Succinimide Formation from an NGR-Containing Cyclic Peptide: Computational Evidence for Catalytic Roles of Phosphate Buffer and the Arginine Side Chain

The Asn-Gly-Arg (NGR) motif and its deamidation product isoAsp-Gly-Arg (isoDGR) have recently attracted considerable attention as tumor-targeting ligands. Because an NGR-containing peptide and the corresponding isoDGR-containing peptide target different receptors, the spontaneous NGR deamidation can be used in dual targeting strategies. It is well known that the Asn deamidation proceeds via a succinimide derivative. In the present study, we computationally investigated the mechanism of succinimide formation from a cyclic peptide, c[CH(2)CO-NGRC]-NH(2), which has recently been shown to undergo rapid deamidation in a phosphate buffer. An H(2)PO(4)(−) ion was explicitly included in the calculations. We employed the density functional theory using the B3LYP functional. While geometry optimizations were performed in the gas phase, hydration Gibbs energies were calculated by the SM8 (solvation model 8) continuum model.
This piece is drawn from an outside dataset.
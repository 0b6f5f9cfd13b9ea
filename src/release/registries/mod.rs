//! Tag registry implementations

pub mod docker_hub;

pub use docker_hub::DockerHubRegistry;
We have found a pathway leading to the five-membered ring tetrahedral intermediate in which both the H(2)PO(4)(−) ion and the Arg side chain act as catalyst. This intermediate, once protonated at the NH(2) group on the five-membered ring, was shown to easily undergo NH(3) elimination leading to the succinimide formation. This study is the first to propose a possible catalytic role for the Arg side chain in the NGR deamidation.